The Company hopes to establish strategic alliance relationships
with synergistic companies such as computer or network product
manufacturers, large system integration companies or telecommunications
companies that will permit the TEAM Internet products to be sold in
conjunction with other products and telecommunications services. No
such relationships have been established to date and there is no
assurance that the negotiations of such a relationship will be
successfully completed. If the Company establishes such relationships
it may become heavily dependent upon such strategic alliance partners
to maintain and expand its presence in the marketplace and the greater
economic resources of the other parties to such relationships may force
significant reductions in prices at which the Company can sell its
products and thus adversely affect its margins and potential for
profits.
LIQUIDITY AND CAPITAL RESOURCES
The Company's cash position on September 30, 1999 was $1,965,000
an increase of $1,233,000 from year end primarily due to the maturation
of investments and the proceeds from the issuance of convertible debt
in the amount of $4,950,000. The Company's working capital at September
30, 1999 was $2,708,000 a decrease of $1,748,000 from December 31,
1998. Investments of $1,992,000 matured during the first quarter, from
which the proceeds were utilized to support operations.

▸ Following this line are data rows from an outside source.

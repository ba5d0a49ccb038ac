//! Legality decisions for placing a card into a deck.
//!
//! Checks run in a fixed order: banned category, copy limit, zone routing,
//! zone capacity. The first failing check decides the rejection.

use crate::classifier::Classifier;
use crate::config::{Ruleset, COPY_LIMIT};
use crate::error::Rejection;
use crate::models::{CardRecord, Deck, Zone};

/// Where the caller wants a card to go.
#[derive(Debug, Clone, Copy, PartialEq, Eq)]
pub enum Placement {
    /// Main or extra, chosen by the card's extra-deck eligibility.
    Routed,
    /// The side deck, which takes any legal card.
    Side,
    /// A specific zone; main and extra must agree with eligibility.
    Exact(Zone),
}

#[derive(Debug, Clone, Default)]
pub struct DeckValidator {
    classifier: Classifier,
}

impl DeckValidator {
    pub fn new(ruleset: Ruleset) -> Self {
        Self {
            classifier: Classifier::new(ruleset),
        }
    }

    pub fn with_classifier(classifier: Classifier) -> Self {
        Self { classifier }
    }

    pub fn classifier(&self) -> &Classifier {
        &self.classifier
    }

    /// The zone a non-side placement of `card` must use.
    pub fn routed_zone(&self, card: &CardRecord) -> Zone {
        if self.classifier.classify(&card.type_field).is_extra_deck_eligible {
            Zone::Extra
        } else {
            Zone::Main
        }
    }

    /// Decide whether `card` may be placed in `deck`, returning the zone it
    /// would be appended to.
    pub fn check(
        &self,
        deck: &Deck,
        placement: Placement,
        card: &CardRecord,
    ) -> std::result::Result<Zone, Rejection> {
        if self.classifier.is_banned(&card.type_field) {
            return Err(Rejection::Banned);
        }
        if deck.copies(card.id) >= COPY_LIMIT {
            return Err(Rejection::CopyLimit);
        }

        let zone = match placement {
            Placement::Routed => self.routed_zone(card),
            Placement::Side | Placement::Exact(Zone::Side) => Zone::Side,
            Placement::Exact(requested) => {
                let required = self.routed_zone(card);
                if requested != required {
                    return Err(Rejection::WrongZone {
                        requested,
                        required,
                    });
                }
                requested
            }
        };

        if deck.len(zone) >= zone.capacity() {
            return Err(Rejection::ZoneFull(zone));
        }
        Ok(zone)
    }
}
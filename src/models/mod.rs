pub mod card;
pub mod deck;

pub use card::*;
pub use deck::*;
//! Debounced, cancellable card search.
//!
//! [`SearchSession`] is a clock-driven state machine: the caller reports query
//! changes and the current time, polls for a request once the debounce window
//! has elapsed, and hands the catalog's answer back tagged with the request's
//! generation. Any answer whose generation is not the latest is dropped, so
//! the last query always wins regardless of how responses interleave.

use std::time::{Duration, Instant};

use crate::catalog::CardCatalog;
use crate::classifier::Classifier;
use crate::config::{DEBOUNCE, MIN_QUERY_LEN};
use crate::error::Result;
use crate::models::CardRecord;

#[derive(Debug, Clone, PartialEq, Eq)]
pub enum SearchState {
    /// Query too short; no results and nothing scheduled.
    Idle,
    /// Waiting for the debounce window to close.
    Pending { query: String, deadline: Instant },
    /// Request dispatched, awaiting the catalog.
    InFlight { query: String },
    Resolved {
        query: String,
        results: Vec<CardRecord>,
    },
    Failed { query: String, error: String },
}

/// A lookup the caller should issue against the catalog.
#[derive(Debug, Clone, PartialEq, Eq)]
pub struct SearchRequest {
    pub generation: u64,
    pub query: String,
}

#[derive(Debug, Clone)]
pub struct SearchSession {
    state: SearchState,
    generation: u64,
    debounce: Duration,
    min_query_len: usize,
    classifier: Classifier,
}

impl SearchSession {
    pub fn new(classifier: Classifier) -> Self {
        Self {
            state: SearchState::Idle,
            generation: 0,
            debounce: DEBOUNCE,
            min_query_len: MIN_QUERY_LEN,
            classifier,
        }
    }

    pub fn with_debounce(mut self, debounce: Duration) -> Self {
        self.debounce = debounce;
        self
    }

    pub fn state(&self) -> &SearchState {
        &self.state
    }

    /// Token of the most recent query change or cancellation.
    pub fn generation(&self) -> u64 {
        self.generation
    }

    pub fn debounce(&self) -> Duration {
        self.debounce
    }

    /// Current results; empty unless the last search resolved.
    pub fn results(&self) -> &[CardRecord] {
        match &self.state {
            SearchState::Resolved { results, .. } => results,
            _ => &[],
        }
    }

    pub fn is_loading(&self) -> bool {
        matches!(
            self.state,
            SearchState::Pending { .. } | SearchState::InFlight { .. }
        )
    }

    /// When the pending request becomes due, if one is scheduled.
    pub fn next_deadline(&self) -> Option<Instant> {
        match self.state {
            SearchState::Pending { deadline, .. } => Some(deadline),
            _ => None,
        }
    }

    /// Record a new query string.
    ///
    /// Supersedes any pending or in-flight request and restarts the debounce
    /// window. Returns the new generation.
    pub fn set_query(&mut self, query: &str, now: Instant) -> u64 {
        self.supersede("query changed");
        self.state = if query.trim().chars().count() < self.min_query_len {
            SearchState::Idle
        } else {
            SearchState::Pending {
                query: query.to_string(),
                deadline: now + self.debounce,
            }
        };
        self.generation
    }

    /// Drop any pending or in-flight request and return to idle.
    pub fn cancel(&mut self) {
        self.supersede("cancelled");
        self.state = SearchState::Idle;
    }

    /// Move a due pending query in flight and return the request to issue.
    pub fn poll(&mut self, now: Instant) -> Option<SearchRequest> {
        let query = match &self.state {
            SearchState::Pending { query, deadline } if now >= *deadline => query.clone(),
            _ => return None,
        };
        tracing::debug!(generation = self.generation, %query, "dispatching catalog search");
        self.state = SearchState::InFlight {
            query: query.clone(),
        };
        Some(SearchRequest {
            generation: self.generation,
            query,
        })
    }

    /// Apply a catalog answer for `generation`.
    ///
    /// Returns `false` (and changes nothing) if the answer is stale.
    pub fn complete(&mut self, generation: u64, outcome: Result<Vec<CardRecord>>) -> bool {
        let query = match &self.state {
            SearchState::InFlight { query } if generation == self.generation => query.clone(),
            _ => {
                tracing::debug!(generation, current = self.generation, "discarding stale search response");
                return false;
            }
        };

        self.state = match outcome {
            Ok(cards) => {
                let results: Vec<CardRecord> = cards
                    .into_iter()
                    .filter(|c| !self.classifier.is_banned(&c.type_field))
                    .collect();
                SearchState::Resolved { query, results }
            }
            Err(e) => {
                tracing::warn!(error = %e, %query, "catalog search failed");
                SearchState::Failed {
                    query,
                    error: e.to_string(),
                }
            }
        };
        true
    }

    /// Issue the due request, if any, synchronously against `catalog`.
    ///
    /// Returns `true` if a request was made and applied.
    pub fn run_due(&mut self, now: Instant, catalog: &dyn CardCatalog) -> bool {
        match self.poll(now) {
            Some(request) => {
                let outcome = catalog.lookup_by_name_fragment(&request.query);
                self.complete(request.generation, outcome)
            }
            None => false,
        }
    }

    fn supersede(&mut self, reason: &str) {
        if self.is_loading() {
            tracing::debug!(generation = self.generation, reason, "superseding search");
        }
        self.generation += 1;
    }
}
use crate::models::Zone;

/// Why a card was refused by a deck.
///
/// These are expected outcomes of user actions, surfaced for display and
/// never treated as faults.
#[derive(Debug, Clone, Copy, PartialEq, Eq, thiserror::Error)]
pub enum Rejection {
    #[error("card belongs to a banned category")]
    Banned,

    #[error("deck already holds the maximum number of copies of this card")]
    CopyLimit,

    #[error("{0} deck is full")]
    ZoneFull(Zone),

    #[error("card cannot go in the {requested} deck, it belongs in the {required} deck")]
    WrongZone { requested: Zone, required: Zone },
}

#[derive(Debug, thiserror::Error)]
pub enum DeckError {
    #[error("HTTP error: {0}")]
    Http(#[from] reqwest::Error),

    #[error("IO error: {0}")]
    Io(#[from] std::io::Error),

    #[error("JSON error: {0}")]
    Json(#[from] serde_json::Error),

    #[error("Rejected: {0}")]
    Rejected(#[from] Rejection),

    #[error("Deck not found: {0}")]
    NotFound(String),

    #[error("A deck named '{0}' already exists")]
    DuplicateName(String),

    #[error("Deck name must not be blank")]
    BlankName,

    #[error("No deck is selected")]
    NoCurrentDeck,

    #[error("Index {index} out of range for {zone} deck of {len} cards")]
    IndexOutOfRange { zone: Zone, index: usize, len: usize },

    #[error("Catalog error: {0}")]
    Catalog(String),

    #[error("Invalid argument: {0}")]
    InvalidArgument(String),
}

pub type Result<T> = std::result::Result<T, DeckError>;
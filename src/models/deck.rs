use std::cmp::Ordering;
use std::fmt;

use serde::{Deserialize, Deserializer, Serialize};
use serde_json::Value;
use unicode_normalization::char::is_combining_mark;
use unicode_normalization::UnicodeNormalization;

use crate::classifier::{family_of, Family};
use crate::config::{EXTRA_CAPACITY, MAIN_CAPACITY, SIDE_CAPACITY};
use crate::error::{DeckError, Rejection, Result};
use crate::models::card::valid_records;
use crate::models::{CardId, CardRecord};
use crate::scoring::ScoringTable;
use crate::validator::{DeckValidator, Placement};

// ---------------------------------------------------------------------------
// Zone
// ---------------------------------------------------------------------------

#[derive(Debug, Clone, Copy, PartialEq, Eq, Hash, Serialize, Deserialize)]
#[serde(rename_all = "lowercase")]
pub enum Zone {
    Main,
    Extra,
    Side,
}

impl Zone {
    pub const ALL: [Zone; 3] = [Zone::Main, Zone::Extra, Zone::Side];

    pub fn capacity(self) -> usize {
        match self {
            Zone::Main => MAIN_CAPACITY,
            Zone::Extra => EXTRA_CAPACITY,
            Zone::Side => SIDE_CAPACITY,
        }
    }
}

impl fmt::Display for Zone {
    fn fmt(&self, f: &mut fmt::Formatter<'_>) -> fmt::Result {
        let s = match self {
            Zone::Main => "main",
            Zone::Extra => "extra",
            Zone::Side => "side",
        };
        f.write_str(s)
    }
}

// ---------------------------------------------------------------------------
// FamilyCounts
// ---------------------------------------------------------------------------

#[derive(Debug, Clone, Copy, Default, PartialEq, Eq)]
pub struct FamilyCounts {
    pub monster: usize,
    pub spell: usize,
    pub trap: usize,
    pub other: usize,
}

// ---------------------------------------------------------------------------
// Deck
// ---------------------------------------------------------------------------

/// Three ordered zones of cards.
///
/// Insertion order is display order. All mutations go through the validated
/// operations below, so capacity, copy-limit and banned-category invariants
/// hold after every call; a rejected call leaves the deck untouched.
///
/// Deserialization is lenient per zone: a missing or `null` zone is empty and
/// records that fail validation are skipped. Stored decks should still be run
/// through [`Deck::retain_legal`] before use.
#[derive(Debug, Clone, Default, PartialEq, Eq, Serialize, Deserialize)]
pub struct Deck {
    #[serde(default, deserialize_with = "lenient_zone")]
    main: Vec<CardRecord>,
    #[serde(default, deserialize_with = "lenient_zone")]
    extra: Vec<CardRecord>,
    #[serde(default, deserialize_with = "lenient_zone")]
    side: Vec<CardRecord>,
}

impl Deck {
    pub fn new() -> Self {
        Self::default()
    }

    pub fn cards(&self, zone: Zone) -> &[CardRecord] {
        match zone {
            Zone::Main => &self.main,
            Zone::Extra => &self.extra,
            Zone::Side => &self.side,
        }
    }

    fn zone_mut(&mut self, zone: Zone) -> &mut Vec<CardRecord> {
        match zone {
            Zone::Main => &mut self.main,
            Zone::Extra => &mut self.extra,
            Zone::Side => &mut self.side,
        }
    }

    pub fn len(&self, zone: Zone) -> usize {
        self.cards(zone).len()
    }

    pub fn total_len(&self) -> usize {
        self.main.len() + self.extra.len() + self.side.len()
    }

    pub fn is_empty(&self) -> bool {
        self.total_len() == 0
    }

    /// Copies of `id` across all three zones.
    pub fn copies(&self, id: CardId) -> usize {
        self.iter().filter(|c| c.id == id).count()
    }

    /// All cards in main, extra, side order.
    pub fn iter(&self) -> impl Iterator<Item = &CardRecord> {
        self.main.iter().chain(&self.extra).chain(&self.side)
    }

    // -- Mutation ------------------------------------------------------------

    /// Add a card to main or extra, whichever its type routes it to.
    ///
    /// Returns the zone the card was appended to.
    pub fn add_card(
        &mut self,
        card: CardRecord,
        validator: &DeckValidator,
    ) -> std::result::Result<Zone, Rejection> {
        self.place(card, Placement::Routed, validator)
    }

    pub fn add_to_side(
        &mut self,
        card: CardRecord,
        validator: &DeckValidator,
    ) -> std::result::Result<(), Rejection> {
        self.place(card, Placement::Side, validator).map(|_| ())
    }

    fn place(
        &mut self,
        card: CardRecord,
        placement: Placement,
        validator: &DeckValidator,
    ) -> std::result::Result<Zone, Rejection> {
        match validator.check(self, placement, &card) {
            Ok(zone) => {
                self.zone_mut(zone).push(card);
                Ok(zone)
            }
            Err(rejection) => {
                tracing::debug!(card = %card.name, %rejection, "card rejected");
                Err(rejection)
            }
        }
    }

    /// Remove the card at `index`, keeping the order of the rest.
    pub fn remove_at(&mut self, zone: Zone, index: usize) -> Result<CardRecord> {
        let cards = self.zone_mut(zone);
        if index >= cards.len() {
            return Err(DeckError::IndexOutOfRange {
                zone,
                index,
                len: cards.len(),
            });
        }
        Ok(cards.remove(index))
    }

    /// Move the card at `from[index]` to the end of `to`.
    ///
    /// Moving into main or extra must agree with the card's eligibility. On
    /// rejection the card stays at its original position.
    pub fn move_card(
        &mut self,
        from: Zone,
        index: usize,
        to: Zone,
        validator: &DeckValidator,
    ) -> Result<Zone> {
        let card = self.remove_at(from, index)?;
        match validator.check(self, Placement::Exact(to), &card) {
            Ok(zone) => {
                self.zone_mut(zone).push(card);
                Ok(zone)
            }
            Err(rejection) => {
                self.zone_mut(from).insert(index, card);
                Err(rejection.into())
            }
        }
    }

    /// Stable sort of each zone by family, then type string, then name.
    ///
    /// Sorting an already sorted deck leaves it unchanged.
    pub fn sort(&mut self) {
        for zone in Zone::ALL {
            self.zone_mut(zone).sort_by(compare_cards);
        }
    }

    pub fn clear(&mut self) {
        self.main.clear();
        self.extra.clear();
        self.side.clear();
    }

    /// Rebuild the deck by replaying every card through `validator` into the
    /// zone it was stored in, dropping whatever is rejected.
    ///
    /// Main is replayed first, then extra, then side, so earlier zones win
    /// the copy limit. Returns how many cards were dropped.
    pub fn retain_legal(&mut self, validator: &DeckValidator) -> usize {
        let Deck { main, extra, side } = std::mem::take(self);
        let mut dropped = 0;
        for (zone, cards) in [(Zone::Main, main), (Zone::Extra, extra), (Zone::Side, side)] {
            for card in cards {
                match validator.check(self, Placement::Exact(zone), &card) {
                    Ok(target) => self.zone_mut(target).push(card),
                    Err(rejection) => {
                        tracing::warn!(card = %card.name, %zone, %rejection, "dropping stored card");
                        dropped += 1;
                    }
                }
            }
        }
        dropped
    }

    // -- Summaries -----------------------------------------------------------

    pub fn score(&self, table: &ScoringTable) -> i64 {
        table.deck_score(self)
    }

    pub fn family_counts(&self, zone: Zone) -> FamilyCounts {
        let mut counts = FamilyCounts::default();
        for card in self.cards(zone) {
            match family_of(&card.type_field) {
                Family::Monster => counts.monster += 1,
                Family::Spell => counts.spell += 1,
                Family::Trap => counts.trap += 1,
                Family::Other => counts.other += 1,
            }
        }
        counts
    }
}

fn compare_cards(a: &CardRecord, b: &CardRecord) -> Ordering {
    family_of(&a.type_field)
        .cmp(&family_of(&b.type_field))
        .then_with(|| a.type_field.cmp(&b.type_field))
        .then_with(|| compare_names(&a.name, &b.name))
}

/// Name order that ignores case and accents first, then case, then the raw
/// strings.
fn compare_names(a: &str, b: &str) -> Ordering {
    collation_key(a)
        .cmp(&collation_key(b))
        .then_with(|| a.to_lowercase().cmp(&b.to_lowercase()))
        .then_with(|| a.cmp(b))
}

/// Canonical decomposition with combining marks stripped, lowercased.
fn collation_key(name: &str) -> String {
    name.nfd()
        .filter(|c| !is_combining_mark(*c))
        .flat_map(char::to_lowercase)
        .collect()
}

fn lenient_zone<'de, D: Deserializer<'de>>(
    deserializer: D,
) -> std::result::Result<Vec<CardRecord>, D::Error> {
    let raw = Value::deserialize(deserializer)?;
    let items: &[Value] = match &raw {
        Value::Array(arr) => arr.as_slice(),
        Value::Null => &[],
        other => {
            tracing::warn!(found = %other, "stored zone is not a list, treating as empty");
            &[]
        }
    };
    Ok(valid_records(items))
}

Management
anticipates continuing losses in support of the growth curve, and thus
its cash position will continue to decrease. Additionally, in the near
term, with new distributors being added to continue market development,
the Company anticipates its accounts receivable to increase. The
Company is increasing efforts to reduce the present accounts
18
<PAGE>
receivable balance through more stringent collection efforts of the
current customer base in an attempt to reduce days outstanding. The
Company has analyzed its accounts receivable and adjusted its
allowance for doubtful accounts to $465,000 at September 30, 1999. The
Company will continue to analyze the allowance and adjust as
appropriate based on uncollectible accounts and sales activity. The
decrease in inventories from year end resulted from improved inventory
management with respect to sales volume. TEAM Internet 2500 accounted
for $294,000 or 34% of the total inventory at September 30, 1999. The
Company has expended $142,000 in capital expenditures, of which
$30,000 was related to furniture for the new headquarters. Management
believes that its current cash position, the anticipated cash receipts
from receivables, and available sources of additional capital will be
sufficient to meet its working capital needs for the foreseeable
future.
On May 14, 1999, eSoft received $500,000 from a stockholder in
exchange for 156,250 common shares at a price of $3.20.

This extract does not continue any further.